Leo Horta, sócio-fundador da Maitreya, consultoria em gestão e transformação empresarial brasileira, comenta a baixa de IPOs em 2022 após o “boom” de 2021, além do fraco desempenho da maior parte das ações das recém-chegadas ao mercado.
“Isso demonstra a importância das empresas se preparem para o crescimento proposto e definirem o melhor momento para o IPO”.
Leo Horta, sócio-fundador da Maitreya
“Porém, antes de tudo, é necessário que as empresas enxerguem o IPO como uma consequência de um projeto que está sendo colocado em prática de forma eficiente, não como uma meta de negócios. Ao contrário do que muitos pensam, ela não é a solução para os problemas da empresa, mas sim, acelerar o crescimento da companhia e aumentar suas chances de sucesso na abertura de capital”, diz Maitreya.
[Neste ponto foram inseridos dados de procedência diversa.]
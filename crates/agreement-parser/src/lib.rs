//! Agreement Parser
//!
//! Recursive descent parser that produces an AST from the token stream.
//! Besides ordinary functions it understands `contract ... end` blocks and
//! `invariant(...)` loop annotations. The literal source text of every
//! contract clause is captured here, since violation reports quote it.

use agreement_ast::*;
use agreement_lexer::{Lexer, Token, TokenKind};
use thiserror::Error;

/// Parser error type
#[derive(Debug, Clone, PartialEq, Error)]
pub enum ParseError {
    #[error("Unexpected token: expected {expected}, found {found} at position {span:?}")]
    UnexpectedToken {
        expected: String,
        found: String,
        span: Span,
    },

    #[error("Unexpected end of file - expected {expected}")]
    UnexpectedEof { expected: String },

    #[error("Unexpected character '{ch}' at position {span:?}")]
    UnexpectedCharacter { ch: char, span: Span },

    #[error("Invalid expression at position {span:?}: {hint}")]
    InvalidExpression { span: Span, hint: String },

    #[error("Invalid assignment target at position {span:?}: expected a name or an index expression")]
    InvalidAssignmentTarget { span: Span },

    #[error("Invariant annotation at position {span:?} must be followed by a while or for loop")]
    MisplacedInvariant { span: Span },

    #[error("Missing 'end' keyword for {construct} at position {span:?} - did you forget to close the block that started at {block_start:?}?")]
    MissingEnd {
        span: Span,
        construct: String,
        block_start: Span,
    },
}

impl ParseError {
    /// Source location of the error, when one is known
    pub fn span(&self) -> Option<Span> {
        match self {
            ParseError::UnexpectedToken { span, .. }
            | ParseError::UnexpectedCharacter { span, .. }
            | ParseError::InvalidExpression { span, .. }
            | ParseError::InvalidAssignmentTarget { span }
            | ParseError::MisplacedInvariant { span }
            | ParseError::MissingEnd { span, .. } => Some(*span),
            ParseError::UnexpectedEof { .. } => None,
        }
    }
}

/// Result type for parser operations
pub type ParseResult<T> = Result<T, ParseError>;

/// Parser state
pub struct Parser<'src> {
    source: &'src str,
    tokens: Vec<Token>,
    pos: usize,
    errors: Vec<ParseError>,
    /// Open blocks (fn, contract, if, ...) for 'end' error reporting
    block_stack: Vec<(String, Span)>,
}
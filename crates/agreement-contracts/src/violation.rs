//! Contract violations.

use agreement_ast::{Check, CheckKind, SmolStr};
use thiserror::Error;
use tracing::debug;

/// Which contract a violation breaches
pub type ViolationKind = CheckKind;

/// A check that evaluated to `false`.
///
/// Built at the moment of failure and returned as an error straight away;
/// the call that raised it does not continue.
#[derive(Debug, Clone, PartialEq, Eq, Error)]
#[error("Breach on {kind} Expression '{expression}' in function '{function}'")]
pub struct Violation {
    pub kind: ViolationKind,
    /// Literal source text of the failed condition
    pub expression: SmolStr,
    pub function: SmolStr,
}

impl Violation {
    pub fn new(
        kind: ViolationKind,
        expression: impl Into<SmolStr>,
        function: impl Into<SmolStr>,
    ) -> Self {
        Self {
            kind,
            expression: expression.into(),
            function: function.into(),
        }
    }

    pub fn from_check(check: &Check) -> Self {
        Self::new(check.kind, check.clause.source.clone(), check.function.clone())
    }
}

/// Report a failed check.
pub fn raise<T>(check: &Check) -> Result<T, Violation> {
    let violation = Violation::from_check(check);
    debug!(
        kind = %violation.kind,
        expression = %violation.expression,
        function = %violation.function,
        "contract breached"
    );
    Err(violation)
}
Os especialistas da Guide apontam que, em tempos de mercado de ações em alta, é comum ver um aumento no número de IPOs. Isso porque a precificação tende a ser mais alta, o que aumenta o interesse das empresas em levar seus papéis para a bolsa.
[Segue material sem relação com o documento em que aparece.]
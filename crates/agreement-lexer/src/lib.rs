//! Agreement Lexer
//!
//! Tokenizes the contract annotation surface: `contract ... end` blocks,
//! `require(...)` / `ensure(...)` declarations, `invariant(...)` loop
//! annotations and the small statement language function bodies are written in.
//! Token recognition is generated by `logos`.

use logos::Logos;
use smol_str::SmolStr;
use std::fmt;
use std::ops::Range;

/// Byte range into the source text
#[derive(Debug, Clone, Copy, PartialEq, Eq, Hash, Default)]
pub struct Span {
    pub start: usize,
    pub end: usize,
}

impl Span {
    pub fn new(start: usize, end: usize) -> Self {
        Self { start, end }
    }

    pub fn merge(self, other: Span) -> Span {
        Span {
            start: self.start.min(other.start),
            end: self.end.max(other.end),
        }
    }

    pub fn dummy() -> Self {
        Self { start: 0, end: 0 }
    }

    /// Slice the text this span covers out of `source`.
    ///
    /// Returns an empty string when the span does not fall on valid
    /// boundaries of `source` (e.g. dummy spans on synthesized nodes).
    pub fn text<'a>(&self, source: &'a str) -> &'a str {
        source.get(self.start..self.end).unwrap_or("")
    }
}

impl From<Range<usize>> for Span {
    fn from(range: Range<usize>) -> Self {
        Span::new(range.start, range.end)
    }
}

impl From<Span> for Range<usize> {
    fn from(span: Span) -> Self {
        span.start..span.end
    }
}

#[derive(Debug, Clone, PartialEq)]
pub struct Token {
    pub kind: TokenKind,
    pub span: Span,
}

impl Token {
    pub fn new(kind: TokenKind, span: Span) -> Self {
        Self { kind, span }
    }
}

/// All token types of the annotation surface
#[derive(Logos, Debug, Clone, PartialEq)]
#[logos(skip r"[ \t]+")] // Skip whitespace (but not newlines)
pub enum TokenKind {
    #[token("fn")]
    Fn,
    #[token("let")]
    Let,
    #[token("if")]
    If,
    #[token("else")]
    Else,
    #[token("elsif")]
    Elsif,
    #[token("for")]
    For,
    #[token("in")]
    In,
    #[token("while")]
    While,
    #[token("break")]
    Break,
    #[token("continue")]
    Continue,
    #[token("return")]
    Return,
    #[token("end")]
    End,
    #[token("contract")]
    Contract,
    #[token("require")]
    Require,
    #[token("ensure")]
    Ensure,
    #[token("invariant")]
    Invariant,
    #[token("true")]
    True,
    #[token("false")]
    False,
    #[token("nil")]
    Nil,
    #[token("and")]
    And,
    #[token("or")]
    Or,
    #[token("not")]
    Not,

    // Arithmetic
    #[token("+")]
    Plus,
    #[token("-")]
    Minus,
    #[token("*")]
    Star,
    #[token("/")]
    Slash,
    #[token("%")]
    Percent,

    // Comparison
    #[token("==")]
    EqEq,
    #[token("!=")]
    NotEq,
    #[token("<")]
    Lt,
    #[token(">")]
    Gt,
    #[token("<=")]
    LtEq,
    #[token(">=")]
    GtEq,

    // Logical (symbol forms)
    #[token("&&")]
    AmpAmp,
    #[token("||")]
    PipePipe,
    #[token("!")]
    Bang,

    // Assignment
    #[token("=")]
    Eq,

    // Ranges
    #[token("..")]
    DotDot,
    #[token("..=")]
    DotDotEq,

    #[token("(")]
    LParen,
    #[token(")")]
    RParen,
    #[token("[")]
    LBracket,
    #[token("]")]
    RBracket,
    #[token("{")]
    LBrace,
    #[token("}")]
    RBrace,
    #[token(",")]
    Comma,
    #[token(":")]
    Colon,
    #[token(";")]
    Semi,

    /// Integer literal
    #[regex(r"[0-9][0-9_]*", |lex| SmolStr::new(lex.slice()))]
    Integer(SmolStr),

    /// Float literal
    #[regex(r"[0-9][0-9_]*\.[0-9][0-9_]*(?:[eE][+-]?[0-9][0-9_]*)?", |lex| SmolStr::new(lex.slice()))]
    Float(SmolStr),

    /// String literal (double quotes), quotes included
    #[regex(r#""(?:[^"\\]|\\.)*""#, |lex| SmolStr::new(lex.slice()))]
    String(SmolStr),

    /// Atom literal such as `:blue`, colon excluded
    #[regex(r":[a-zA-Z_][a-zA-Z0-9_]*", |lex| SmolStr::new(&lex.slice()[1..]))]
    Atom(SmolStr),

    #[regex(r"[a-zA-Z_][a-zA-Z0-9_]*", |lex| SmolStr::new(lex.slice()))]
    Identifier(SmolStr),

    /// Line comment
    #[regex(r"#[^\n]*", |lex| SmolStr::new(lex.slice()))]
    LineComment(SmolStr),

    /// Newline (statement separator)
    #[regex(r"\n|\r\n")]
    Newline,

    /// Unrecognised input
    Error,
}

impl TokenKind {
    /// Fixed source text of keywords, operators and delimiters.
    pub fn lexeme(&self) -> Option<&'static str> {
        use TokenKind::*;
        let text = match self {
            Fn => "fn",
            Let => "let",
            If => "if",
            Else => "else",
            Elsif => "elsif",
            For => "for",
            In => "in",
            While => "while",
            Break => "break",
            Continue => "continue",
            Return => "return",
            End => "end",
            Contract => "contract",
            Require => "require",
            Ensure => "ensure",
            Invariant => "invariant",
            True => "true",
            False => "false",
            Nil => "nil",
            And => "and",
            Or => "or",
            Not => "not",
            Plus => "+",
            Minus => "-",
            Star => "*",
            Slash => "/",
            Percent => "%",
            EqEq => "==",
            NotEq => "!=",
            Lt => "<",
            Gt => ">",
            LtEq => "<=",
            GtEq => ">=",
            AmpAmp => "&&",
            PipePipe => "||",
            Bang => "!",
            Eq => "=",
            DotDot => "..",
            DotDotEq => "..=",
            LParen => "(",
            RParen => ")",
            LBracket => "[",
            RBracket => "]",
            LBrace => "{",
            RBrace => "}",
            Comma => ",",
            Colon => ":",
            Semi => ";",
            Integer(_) | Float(_) | String(_) | Atom(_) | Identifier(_) | LineComment(_)
            | Newline | Error => return None,
        };
        Some(text)
    }

    pub fn is_keyword(&self) -> bool {
        self.lexeme()
            .is_some_and(|text| text.bytes().all(|b| b.is_ascii_lowercase()))
    }

    pub fn is_comment(&self) -> bool {
        matches!(self, TokenKind::LineComment(_))
    }
}

impl fmt::Display for TokenKind {
    fn fmt(&self, f: &mut fmt::Formatter<'_>) -> fmt::Result {
        if let Some(text) = self.lexeme() {
            return f.write_str(text);
        }
        match self {
            TokenKind::Integer(s) => write!(f, "integer `{}`", s),
            TokenKind::Float(s) => write!(f, "float `{}`", s),
            TokenKind::String(s) => write!(f, "string {}", s),
            TokenKind::Atom(s) => write!(f, "atom `:{}`", s),
            TokenKind::Identifier(s) => write!(f, "identifier `{}`", s),
            TokenKind::LineComment(_) => f.write_str("comment"),
            TokenKind::Newline => f.write_str("newline"),
            _ => f.write_str("unknown token"),
        }
    }
}

#[derive(Debug, Clone, PartialEq, thiserror::Error)]
pub enum LexerError {
    #[error("Unexpected character '{1}' at position {0}")]
    UnexpectedCharacter(usize, char),
}

/// Lexer for annotation source code
pub struct Lexer<'src> {
    source: &'src str,
    inner: logos::Lexer<'src, TokenKind>,
}

impl<'src> Lexer<'src> {
    pub fn new(source: &'src str) -> Self {
        Self {
            source,
            inner: TokenKind::lexer(source),
        }
    }

    /// Lex everything, keeping comments. Unrecognised input becomes an
    /// [`TokenKind::Error`] token plus a matching error entry.
    pub fn tokenize(self) -> (Vec<Token>, Vec<LexerError>) {
        let source = self.source;
        let mut errors = Vec::new();
        let tokens = self
            .inner
            .spanned()
            .map(|(result, range)| {
                let span = Span::from(range);
                let kind = result.unwrap_or_else(|()| {
                    let found = span.text(source).chars().next().unwrap_or('?');
                    errors.push(LexerError::UnexpectedCharacter(span.start, found));
                    TokenKind::Error
                });
                Token::new(kind, span)
            })
            .collect();
        (tokens, errors)
    }

    /// Same as [`Lexer::tokenize`] with comments dropped. Newlines stay,
    /// they separate statements.
    pub fn tokenize_filtered(self) -> (Vec<Token>, Vec<LexerError>) {
        let (mut tokens, errors) = self.tokenize();
        tokens.retain(|t| !t.kind.is_comment());
        (tokens, errors)
    }
}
Sobre o alto número de estreias nos últimos anos, eles comentam: “entre tantas ofertas, como imaginável, a qualidade das empresas apresentou uma maior variação, com empresas que nem lucro haviam obtido à época, e em sua maioria a preços acima do que havia sido considerado posteriormente como justo pelo mercado, sendo um exemplo do comportamento típico de momentos de euforia.”
IPOs e seus riscos
Os analistas da Guide comentam que “mais uma razão que pesa após alguns dias (de estreia) contra a performance dos papéis estreantes é a assimetria de informação, principalmente em setores novos da bolsa”.
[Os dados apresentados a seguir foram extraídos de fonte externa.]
//! Rendering errors against the source they came from.
//!
//! Every error becomes an `ariadne` report. Errors that carry a span are
//! labelled in a source snippet; violations and other span-less errors are
//! rendered as a message with a note. Output is uncoloured so it can be
//! logged or compared in tests.

use std::ops::Range;

use agreement_lexer::Span;
use agreement_parser::ParseError;
use ariadne::{Color, Config, Label, Report, ReportKind, Source};

use crate::{LoadError, RuntimeError};

/// Render a load failure. Parse failures produce one report per error.
pub fn render_error(filename: &str, source: &str, error: &LoadError) -> String {
    match error {
        LoadError::Parse(errors) => errors
            .iter()
            .map(|e| render_parse_error(filename, source, e))
            .collect(),
        LoadError::Contract(e) => render(
            filename,
            source,
            Diagnostic {
                code: "E2001",
                message: "malformed contract",
                span: Some(e.span()),
                detail: e.to_string(),
            },
        ),
        LoadError::Runtime(e) => render_runtime_error(filename, source, e),
    }
}

/// Render an error raised while a function was running.
pub fn render_runtime_error(filename: &str, source: &str, error: &RuntimeError) -> String {
    let (code, message) = match error {
        RuntimeError::Violation(_) => ("E3001", "contract violated"),
        _ => ("E3002", "runtime error"),
    };
    render(
        filename,
        source,
        Diagnostic {
            code,
            message,
            span: error.span(),
            detail: error.to_string(),
        },
    )
}

fn render_parse_error(filename: &str, source: &str, error: &ParseError) -> String {
    let (code, message) = match error {
        ParseError::UnexpectedToken { .. } => ("E1001", "unexpected token"),
        ParseError::UnexpectedEof { .. } => ("E1002", "unexpected end of file"),
        ParseError::UnexpectedCharacter { .. } => ("E1003", "unexpected character"),
        ParseError::InvalidExpression { .. } => ("E1004", "invalid expression"),
        ParseError::InvalidAssignmentTarget { .. } => ("E1005", "invalid assignment target"),
        ParseError::MisplacedInvariant { .. } => ("E1006", "misplaced invariant"),
        ParseError::MissingEnd { .. } => ("E1007", "missing `end`"),
    };
    // End of file has no token to point at
    let span = error
        .span()
        .unwrap_or_else(|| Span::new(source.len(), source.len()));
    render(
        filename,
        source,
        Diagnostic {
            code,
            message,
            span: Some(span),
            detail: error.to_string(),
        },
    )
}

struct Diagnostic {
    code: &'static str,
    message: &'static str,
    span: Option<Span>,
    detail: String,
}

fn render(filename: &str, source: &str, diagnostic: Diagnostic) -> String {
    let offset = diagnostic.span.map_or(0, |s| s.start.min(source.len()));
    let mut report = Report::build(ReportKind::Error, filename, offset)
        .with_code(diagnostic.code)
        .with_message(diagnostic.message)
        .with_config(Config::default().with_color(false));

    match diagnostic.span {
        Some(span) => {
            report = report.with_label(
                Label::new((filename, clamp(span, source)))
                    .with_message(diagnostic.detail)
                    .with_color(Color::Red),
            );
        }
        None => report = report.with_note(diagnostic.detail),
    }

    let mut out = Vec::new();
    if let Err(e) = report
        .finish()
        .write((filename, Source::from(source)), &mut out)
    {
        return format!("error[{}]: {} ({})\n", diagnostic.code, diagnostic.message, e);
    }
    String::from_utf8_lossy(&out).into_owned()
}

fn clamp(span: Span, source: &str) -> Range<usize> {
    let end = span.end.min(source.len());
    span.start.min(end)..end
}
“Os incentivos dados aos coordenadores das ofertas fazem com que a promoção das empresas seja bastante intensa, e que investidores participantes ficam ‘presos’ ao papel até que o período de lock-up (que em média dura 45 dias) termine”, acrescentam.
“Além disso, promessas feitas por diretores das empresas antes da estreia, como o que será feito com o valor levantado na oferta, às vezes não se concretizam, o que pode levar a uma reação exagerada negativa para os estreantes, que se intensificam ainda mais pela menor liquidez”, complementa a Guide.
No entanto, apesar do retorno majoritariamente negativo das estreantes da bolsa nos últimos anos, a Guide afirma que existem, sim, boas oportunidades para o investidor.
“Sim, diversas empresas novas na bolsa possuem qualidade e estão inseridas em setores com potencial de crescer mais que o PIB. Algumas dessas empresas estão em nossos portfólios, como CBA, Movida, Intelbras e 3R Petroleum ou que já estiveram como Vibra Energia, Rede D’or e Locaweb”, cita o relatório.